The most basic legal structure for a business is a sole proprietorship. This is a single individual who owns and operates a business alone.
The issue with a sole proprietor is there is no line between your assets and the assets of your business. So, if your business runs into a legal issue, your personal assets could be at risk
What is a General Partnership?
In a general partnership, two (or more) people share all profits, losses, assets, and legal liabilities associated with a business. Your personal assets are at risk under a general partnership.
Limited Liability Company (LLC)
What is an LLC?
An LLC is what some consider the perfect blend of a partnership and a corporation. It provides liability protection that a simple partnership does not.
An LLC is also appealing because it is a big easier to manage than a corporation.
What is a Limited Partnership?
A limited partnership is when two (or more) people go into business, but the partners are only liable for money they invest into the business.
Limited Liability Partnership (LLP)
What is an LLP?
Limited liability partnership offers protection from liability issues that a traditional partnership does not. If your partner is being sued, for example, you are not liable for that lawsuit.
Difference Between Limited Partnership and General Partnership
The key differences between limited partnership and general partnership include the overall role the partner plays in the business as well as the liability.
As a limited partnership, you may not be as involved in the everyday management of the company. A general partner would be completely involved.
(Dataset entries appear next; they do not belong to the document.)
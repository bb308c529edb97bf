//! Multi-step plan replay

use crate::ack::AckNotifier;
use crate::step_filter::{FilteredPlan, Step};
use crate::tools::{ToolCategory, ToolId};
use crate::{AgentSettings, ChatContext, StepReport, ToolRegistry, ToolResponse};
use chatgen_providers::ProviderId;
use std::sync::Arc;
use tracing::{info, warn};

/// Executes prepared plan steps and aggregates their outcome.
#[async_trait::async_trait]
pub trait PlanRunner: Send + Sync {
    async fn run(&self, steps: &[Step], ctx: &ChatContext, settings: &AgentSettings)
        -> ToolResponse;
}

/// Modifications go to the first kept step's action only. The override is written to both
/// `provider` and `service` of every image, video and edit step whose task it can serve.
pub fn prepare_plan(
    mut plan: FilteredPlan,
    modifications: Option<&str>,
    provider_override: Option<ProviderId>,
) -> FilteredPlan {
    let modifications = modifications.map(str::trim).filter(|m| !m.is_empty());
    if let (Some(mods), Some(first)) = (modifications, plan.steps.first_mut()) {
        first.action = format!("{} {}", first.action, mods).trim().to_string();
    }

    if let Some(provider) = provider_override {
        for step in plan.steps.iter_mut() {
            let category = ToolId::parse(&step.tool).category;
            let serves = category.task().is_some_and(|task| provider.supports(task));
            if category.accepts_provider_override() && serves {
                let value = serde_json::Value::String(provider.as_str().to_string());
                step.parameters.insert("provider".to_string(), value.clone());
                step.parameters.insert("service".to_string(), value);
            }
        }
    }
    plan
}

pub struct MultiStepExecutor {
    runner: Arc<dyn PlanRunner>,
    notifier: AckNotifier,
}

impl MultiStepExecutor {
    pub fn new(runner: Arc<dyn PlanRunner>, notifier: AckNotifier) -> Self {
        Self { runner, notifier }
    }

    /// One ack for the whole plan, then the runner's result as-is.
    pub async fn execute(
        &self,
        ctx: &ChatContext,
        plan: FilteredPlan,
        modifications: Option<&str>,
        provider_override: Option<ProviderId>,
        settings: &AgentSettings,
    ) -> ToolResponse {
        let plan = prepare_plan(plan, modifications, provider_override);
        info!(
            chat_id = %ctx.chat_id,
            "Replaying {} step(s) (original {:?})",
            plan.steps.len(),
            plan.original_numbers
        );
        self.notifier.steps_retry_started(ctx, &plan).await;
        self.runner.run(&plan.steps, ctx, settings).await
    }
}

/// Runs steps one after another through the tool registry. Stops at the first failed step;
/// the remaining steps are reported as skipped.
pub struct SequentialPlanRunner {
    registry: Arc<dyn ToolRegistry>,
}

impl SequentialPlanRunner {
    pub fn new(registry: Arc<dyn ToolRegistry>) -> Self {
        Self { registry }
    }

    /// A provider named only in the step's tool name (`grok_image`) is written into the
    /// args so the replay stays on it.
    fn step_args(step: &Step, previous_media: Option<&str>) -> serde_json::Value {
        let mut args = step.parameters.clone();
        let id = ToolId::parse(&step.tool);
        if !args.contains_key("provider") && !args.contains_key("service") {
            if let (Some(provider), Some(_)) = (id.provider, id.category.task()) {
                args.insert(
                    "provider".to_string(),
                    serde_json::Value::String(provider.as_str().to_string()),
                );
            }
        }
        let action = step.action.trim();
        if !action.is_empty() {
            args.insert(
                "prompt".to_string(),
                serde_json::Value::String(action.to_string()),
            );
        }
        if id.category == ToolCategory::ImageEdit && !args.contains_key("image_url")
        {
            if let Some(url) = previous_media {
                args.insert(
                    "image_url".to_string(),
                    serde_json::Value::String(url.to_string()),
                );
            }
        }
        serde_json::Value::Object(args)
    }

    fn skipped(step: &Step, reason: &str) -> StepReport {
        StepReport {
            step_number: step.step_number,
            tool: step.tool.clone(),
            success: false,
            error: Some(reason.to_string()),
            skipped: true,
            ..StepReport::default()
        }
    }
}

#[async_trait::async_trait]
impl PlanRunner for SequentialPlanRunner {
    async fn run(
        &self,
        steps: &[Step],
        ctx: &ChatContext,
        settings: &AgentSettings,
    ) -> ToolResponse {
        let mut reports = Vec::with_capacity(steps.len());
        let mut media_urls: Vec<String> = Vec::new();
        let mut texts: Vec<String> = Vec::new();
        let mut provider = None;
        let mut first_error: Option<String> = None;

        for step in steps {
            if first_error.is_some() {
                reports.push(Self::skipped(step, "previous step failed"));
                continue;
            }
            if step.step_number > settings.max_iterations {
                reports.push(Self::skipped(step, "step limit reached"));
                first_error.get_or_insert_with(|| {
                    format!("Stopped after {} steps", settings.max_iterations)
                });
                continue;
            }

            let id = ToolId::parse(&step.tool);
            let tool = self
                .registry
                .get(&step.tool)
                .or_else(|| id.category.operation().and_then(|op| self.registry.get(op)));

            let mut report = StepReport {
                step_number: step.step_number,
                tool: step.tool.clone(),
                ..StepReport::default()
            };

            let outcome = match tool {
                None => Err(format!("no tool available for '{}'", step.label())),
                Some(tool) => {
                    let args = Self::step_args(step, media_urls.last().map(String::as_str));
                    match tool.execute(args, ctx).await {
                        Ok(response) if response.success => Ok(response),
                        Ok(response) => Err(response
                            .error
                            .unwrap_or_else(|| "step reported failure".to_string())),
                        Err(e) => Err(e.to_string()),
                    }
                }
            };

            match outcome {
                Ok(response) => {
                    report.success = true;
                    report.media_url = response.media_urls.first().cloned();
                    report.text = response.data.clone();
                    media_urls.extend(response.media_urls);
                    texts.extend(response.data);
                    provider = response.provider.or(provider);
                }
                Err(reason) => {
                    warn!(
                        chat_id = %ctx.chat_id,
                        "Step {} ({}) failed: {}", step.step_number, step.label(), reason
                    );
                    first_error = Some(format!(
                        "Step {} ({}) failed: {}",
                        step.step_number,
                        step.label(),
                        reason
                    ));
                    report.error = Some(reason);
                }
            }
            reports.push(report);
        }

        ToolResponse {
            success: first_error.is_none(),
            data: if texts.is_empty() {
                None
            } else {
                Some(texts.join("\n"))
            },
            error: first_error,
            media_urls,
            provider,
            steps: reports,
        }
    }
}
A general partner is also fully liable for the company and their partner. A limited partner is not.
What is a C Corp?
There is a massive difference between corporations and other business structures. A corporation is an independent legal entity that is separate from the individuals who own and manage the company.
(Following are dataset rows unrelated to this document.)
//! Shared fakes for unit tests

use crate::store::CommandStore;
use crate::{ChatContext, Messenger, Tool, ToolResponse};
use anyhow::{anyhow, Result};
use chatgen_providers::{MediaProvider, MediaRequest, ProviderId, ProviderReply, TaskKind};
use chatgen_storage::{PlanStep, Storage};
use std::collections::VecDeque;
use std::path::PathBuf;
use std::sync::{Arc, Mutex};

pub fn plan_step(tool: &str, action: &str) -> PlanStep {
    PlanStep {
        tool: tool.to_string(),
        action: action.to_string(),
        parameters: serde_json::Map::new(),
    }
}

pub fn temp_db_path(tag: &str) -> PathBuf {
    std::env::temp_dir().join(format!(
        "chatgen-core-{}-{}.db",
        tag,
        uuid::Uuid::new_v4()
    ))
}

pub fn temp_store(tag: &str) -> CommandStore {
    temp_store_with_path(tag).0
}

/// Store plus its database file, for tests that tamper with the table directly.
pub fn temp_store_with_path(tag: &str) -> (CommandStore, PathBuf) {
    let path = temp_db_path(tag);
    let storage = Storage::new(&path).expect("temp storage");
    (
        CommandStore::new(Arc::new(tokio::sync::Mutex::new(storage))),
        path,
    )
}

pub struct FailingMessenger;

#[async_trait::async_trait]
impl Messenger for FailingMessenger {
    async fn send_text(
        &self,
        _chat_id: &str,
        _text: &str,
        _quoted_message_id: Option<&str>,
        _typing_delay_ms: Option<u64>,
    ) -> Result<()> {
        Err(anyhow!("messenger offline"))
    }
}

#[derive(Default)]
pub struct RecordingMessenger {
    sent: Mutex<Vec<String>>,
}

impl RecordingMessenger {
    pub fn sent(&self) -> Vec<String> {
        self.sent.lock().expect("lock").clone()
    }
}

#[async_trait::async_trait]
impl Messenger for RecordingMessenger {
    async fn send_text(
        &self,
        _chat_id: &str,
        text: &str,
        _quoted_message_id: Option<&str>,
        _typing_delay_ms: Option<u64>,
    ) -> Result<()> {
        self.sent.lock().expect("lock").push(text.to_string());
        Ok(())
    }
}

/// Provider answering from a script; `Err(msg)` entries become transport errors.
pub struct ScriptedProvider {
    id: ProviderId,
    replies: Mutex<VecDeque<std::result::Result<ProviderReply, String>>>,
    calls: Mutex<Vec<(TaskKind, MediaRequest)>>,
}

impl ScriptedProvider {
    pub fn new(id: ProviderId, replies: Vec<std::result::Result<ProviderReply, String>>) -> Self {
        Self {
            id,
            replies: Mutex::new(replies.into()),
            calls: Mutex::new(Vec::new()),
        }
    }

    pub fn succeeding(id: ProviderId, url: &str) -> Self {
        Self::new(id, vec![Ok(ProviderReply::Url(url.to_string()))])
    }

    pub fn failing(id: ProviderId, reason: &str) -> Self {
        Self::new(id, vec![Ok(ProviderReply::Failed(reason.to_string()))])
    }

    pub fn calls(&self) -> Vec<(TaskKind, MediaRequest)> {
        self.calls.lock().expect("lock").clone()
    }
}

#[async_trait::async_trait]
impl MediaProvider for ScriptedProvider {
    fn id(&self) -> ProviderId {
        self.id
    }

    async fn generate(&self, task: TaskKind, request: &MediaRequest) -> Result<ProviderReply> {
        self.calls
            .lock()
            .expect("lock")
            .push((task, request.clone()));
        match self.replies.lock().expect("lock").pop_front() {
            Some(Ok(reply)) => Ok(reply),
            Some(Err(message)) => Err(anyhow!(message)),
            None => Ok(ProviderReply::Failed("no scripted reply".to_string())),
        }
    }
}

/// Tool that records its arguments and answers from a queue (repeating the last answer).
pub struct RecordingTool {
    responses: Mutex<VecDeque<std::result::Result<ToolResponse, String>>>,
    calls: Mutex<Vec<serde_json::Value>>,
}

impl RecordingTool {
    pub fn new(responses: Vec<std::result::Result<ToolResponse, String>>) -> Self {
        Self {
            responses: Mutex::new(responses.into()),
            calls: Mutex::new(Vec::new()),
        }
    }

    pub fn ok(response: ToolResponse) -> Arc<Self> {
        Arc::new(Self::new(vec![Ok(response)]))
    }

    pub fn calls(&self) -> Vec<serde_json::Value> {
        self.calls.lock().expect("lock").clone()
    }
}

#[async_trait::async_trait]
impl Tool for RecordingTool {
    async fn execute(&self, args: serde_json::Value, _ctx: &ChatContext) -> Result<ToolResponse> {
        self.calls.lock().expect("lock").push(args);
        let mut responses = self.responses.lock().expect("lock");
        let next = if responses.len() > 1 {
            responses.pop_front()
        } else {
            responses.front().cloned()
        };
        match next {
            Some(Ok(response)) => Ok(response),
            Some(Err(message)) => Err(anyhow!(message)),
            None => Ok(ToolResponse::text("ok")),
        }
    }
}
Basically, a corporation is viewed as a legal person. This, unfortunately, creates a double taxation issue as the IRS will tax both you and the business because it seems them as two different people.
This, however, also offers a lot of liability protection as people would sue the business instead of suing you – the owner.
What is an S Corp?
An S Corporation is basically a lite version of a traditional C Corporation. By default, your business is recognized as a C Corp if you decide to incorporation your business.
You can elect to structure as an S Corp by filing a IRS Form 2553.
Difference Between an S Corp and a C Corp
The key difference between S Corp and C Corp is the taxation. The IRS will tax your C Corporation at a corporate level.
This means they will tax you at a corporate level and again on your personal income taxes. Essentially forcing you to deal with double taxation.
As an S Corporation, your income and losses are divided among your shareholders and pass through their personal income. Therefore, S Corps are referred to as “pass through” businesses.
So, your S Corp shareholders would be taxed at an individual level and you would not have to deal with a corporate level tax.
Contact me at email@example.com if you still find the differences between S Corp and C Corp to be confusing, I can help you understand it better.
What is a nonprofit corporation?
Just as the name suggests, a nonprofit corporation is a non-business entity committed to a certain social cause.
What To Do Next
As you can see, there is a lot to consider as you decide what structure you want to form your business under. Each business structure comes with unique taxation consequences, so it is important to choose wisely.